Le silence des autorités
Face à ces contradictions, nous avons sollicité la réaction des autorités compétentes. Le Ministère de l'Agriculture et du Développement Rural (MINADER) se contente d'une réponse laconique : « M. Obam Bikoué est effectivement président de la Fédération des professionnels de banane plantain. Pour le reste, nous n'avons pas de commentaires à faire », explique le responsable de la Communication du Minader.
Cette attitude illustre le malaise des institutions face à ce personnage qui a su se rendre incontournable dans les cercles de décision, malgré l'absence de réalisations concrètes.
Au-delà du cas personnel de Tony Obam Bikoué, cette situation pose des questions sur l'état de la filière banane plantain au Cameroun. Plusieurs experts s'inquiètent des conséquences de cette mascarade sur le développement du secteur.
« Pendant que nous nous focalisons sur ces chimères, les vrais problèmes de la filière restent sans solution », déplore Dr. M. Nounga, agronome spécialisée dans les cultures vivrières. « Les petits producteurs continuent de souffrir du manque d'infrastructures de stockage et de transformation, pendant que certains s'approprient le titre d'industriel sans avoir investi un franc dans la production. » Notre enquête nous a menés à la rencontre des véritables acteurs de la filière banane plantain. Leur témoignage est unanime : Tony Obam Bikoué n'est pas l'industriel qu'il prétend être.

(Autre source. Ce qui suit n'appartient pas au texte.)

//! sentinel - scam defense assistant
//!
//! Streams an AI-driven investigation of a URL or file and prints the step
//! history and final safety report.

use std::path::{Path, PathBuf};

use anyhow::{Context, Result};
use base64::engine::general_purpose::STANDARD as BASE64;
use base64::Engine;
use clap::{Parser, Subcommand};
use indicatif::{ProgressBar, ProgressStyle};
use tokio::sync::mpsc;

use sentinel_core::genai::{GenAiClient, InlineData, InvestigationRequest};
use sentinel_core::protocol::StreamEvent;
use sentinel_core::types::{InvestigationKind, Report, SessionStatus};
use sentinel_core::{Config, InvestigationSession};

#[derive(Parser)]
#[command(name = "sentinel")]
#[command(about = "Investigate URLs and files for scams and malware")]
#[command(version)]
struct Cli {
    #[command(subcommand)]
    command: Command,

    /// Explain findings in simple, non-technical language
    #[arg(long, global = true)]
    simple: bool,

    /// Override the configured model
    #[arg(long, global = true)]
    model: Option<String>,

    /// Print the full session as JSON instead of rendering steps live
    #[arg(long, global = true)]
    json: bool,
}

#[derive(Subcommand)]
enum Command {
    /// Investigate a website URL
    Scan {
        /// URL to investigate
        url: String,
    },
    /// Investigate a local file
    ScanFile {
        /// Path to the file to investigate
        path: PathBuf,
    },
    /// Run an in-depth premium scan of a target
    Premium {
        /// URL, domain, or other target
        target: String,
    },
}

#[tokio::main]
async fn main() -> Result<()> {
    let cli = Cli::parse();

    let mut config = Config::load().context("failed to load configuration")?;
    if let Some(model) = &cli.model {
        config.genai.model = model.clone();
    }

    let _log_guard =
        sentinel_core::logging::init(&config.logging).context("failed to initialize logging")?;

    let request = build_request(&cli)?;
    tracing::info!(kind = %request.kind, subject = %request.subject, "starting investigation");

    let client = GenAiClient::new(config.genai).context("failed to create AI client")?;
    let mut session = InvestigationSession::new(request.kind, request.subject.clone());

    let (tx, rx) = mpsc::channel(32);
    tokio::spawn(async move { client.stream_investigation(request, tx).await });

    if cli.json {
        sentinel_core::runner::run_session(rx, &mut session, |_| {}).await;
        println!("{}", serde_json::to_string_pretty(&session)?);
    } else {
        let mut spinner: Option<ProgressBar> = None;
        sentinel_core::runner::run_session(rx, &mut session, |event| {
            render_event(event, &mut spinner);
        })
        .await;
        if let Some(bar) = spinner.take() {
            bar.finish();
        }

        if let Some(report) = &session.report {
            print_report(report);
        }
    }

    if session.status == SessionStatus::Error {
        let message = session.error.as_deref().unwrap_or("unknown error");
        anyhow::bail!("investigation failed: {}", message);
    }

    Ok(())
}

/// Translate CLI arguments into an investigation request.
fn build_request(cli: &Cli) -> Result<InvestigationRequest> {
    let (kind, subject, attachment) = match &cli.command {
        Command::Scan { url } => (InvestigationKind::Url, url.clone(), None),
        Command::ScanFile { path } => {
            let bytes = std::fs::read(path)
                .with_context(|| format!("failed to read file: {}", path.display()))?;
            let name = path
                .file_name()
                .map(|n| n.to_string_lossy().into_owned())
                .unwrap_or_else(|| path.display().to_string());
            let attachment = InlineData {
                mime_type: mime_for_path(path).to_string(),
                data: BASE64.encode(&bytes),
            };
            (InvestigationKind::File, name, Some(attachment))
        }
        Command::Premium { target } => (InvestigationKind::Premium, target.clone(), None),
    };

    Ok(InvestigationRequest {
        kind,
        subject,
        simple_language: cli.simple,
        attachment,
    })
}

/// Guess a mime type from the file extension.
fn mime_for_path(path: &Path) -> &'static str {
    let ext = path
        .extension()
        .map(|e| e.to_ascii_lowercase())
        .unwrap_or_default();
    match ext.to_str().unwrap_or("") {
        "pdf" => "application/pdf",
        "png" => "image/png",
        "jpg" | "jpeg" => "image/jpeg",
        "gif" => "image/gif",
        "webp" => "image/webp",
        "html" | "htm" => "text/html",
        "js" => "text/javascript",
        "txt" | "md" => "text/plain",
        "zip" => "application/zip",
        _ => "application/octet-stream",
    }
}

/// Render one parser event as live terminal output.
fn render_event(event: &StreamEvent, spinner: &mut Option<ProgressBar>) {
    match event {
        StreamEvent::StepStarted(header) => {
            let bar = ProgressBar::new_spinner();
            bar.set_style(
                ProgressStyle::with_template("{spinner} {msg}")
                    .unwrap_or_else(|_| ProgressStyle::default_spinner()),
            );
            bar.enable_steady_tick(std::time::Duration::from_millis(100));
            bar.set_message(format!("{}: {}", header.tool, header.thought));
            *spinner = Some(bar);
        }
        StreamEvent::StepCompleted => {
            if let Some(bar) = spinner.take() {
                let message = bar.message();
                bar.finish_and_clear();
                println!("[done] {}", message);
            }
        }
        StreamEvent::StepDetail(_) | StreamEvent::ReportReady(_) => {}
    }
}

fn print_report(report: &Report) {
    println!();
    match report {
        Report::Basic(report) => {
            println!("Safety score:   {}/100", report.safety_score);
            println!("Recommendation: {}", report.recommendation);
            println!();
            println!("{}", report.summary);

            let sections = [
                ("Domain analysis", &report.domain_analysis),
                ("Content analysis", &report.content_analysis),
                ("Policy analysis", &report.policy_analysis),
                ("Corporate analysis", &report.corporate_analysis),
                ("Static analysis", &report.static_analysis),
                ("Behavioral analysis", &report.behavioral_analysis),
                ("Dependency analysis", &report.dependency_analysis),
                ("Origin analysis", &report.origin_analysis),
                ("Frontend code analysis", &report.frontend_code_analysis),
                ("Backend access analysis", &report.backend_access_analysis),
            ];
            for (title, body) in sections {
                if let Some(body) = body {
                    println!("\n## {}\n{}", title, body);
                }
            }
            if let Some(evidence) = &report.evidence {
                if !evidence.is_empty() {
                    println!("\n## Evidence");
                    for item in evidence {
                        println!("- {}", item.description);
                    }
                }
            }
        }
        Report::Premium(report) => {
            println!(
                "Risk score:     {}/100 ({})",
                report.risk_score, report.recommendation_color
            );
            println!();
            println!("{}", report.ai_summary);
            for section in [
                &report.reputation_check,
                &report.domain_info,
                &report.ip_info,
                &report.content_analysis,
            ] {
                println!("\n## {}\n{}", section.title, section.details);
            }
        }
    }
}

« Je travaille dans ce secteur depuis plus de 30 ans », témoigne Papa Simon, grossiste au marché du Mfoundi à Yaoundé. « Je connais tous les acteurs sérieux de la filière. M. Obam est un commerçant qui a su se faire une place grâce à ses relations, mais parler d'industrie est une plaisanterie. »
Malgré nos nombreuses sollicitations, Tony Obam Bikoué n'a pas souhaité répondre précisément à nos questions sur, (l'emplacement exact de ses supposées usines, le nombre réel de ses employés, ses volumes de production, ses infrastructures de stockage, les ressources de la Fédération qu'il préside).
L'histoire de Tony Obam Bikoué, 40 ans, illustre parfaitement le phénomène des « industriels de papier », qui gangrène certains secteurs de l'économie camerounaise. Derrière les apparences soigneusement entretenues se cache une réalité bien plus modeste : celle d'un commerçant qui a su transformer son réseau d'influence en une image d'industriel prospère.
Comment un acteur peut-il se présenter pendant des années comme un industriel majeur sans que personne ne vérifie la réalité de ses installations ?
En attendant des réponses à ces questions, Tony Obam Bikoué continue de parader dans les médias, promettant des investissements pharaoniques qui ne se concrétisent jamais. Pendant ce temps, la filière banane plantain attend toujours ses véritables industriels.
Plusieurs tentatives ont été faites pour obtenir une réaction officielle de M. Obam Bikoué concernant les éléments de cette enquête. Il n'a pas donné suite à nos sollicitations.
-Armand Ougock, correspondant permanent de Koaci au Cameroun.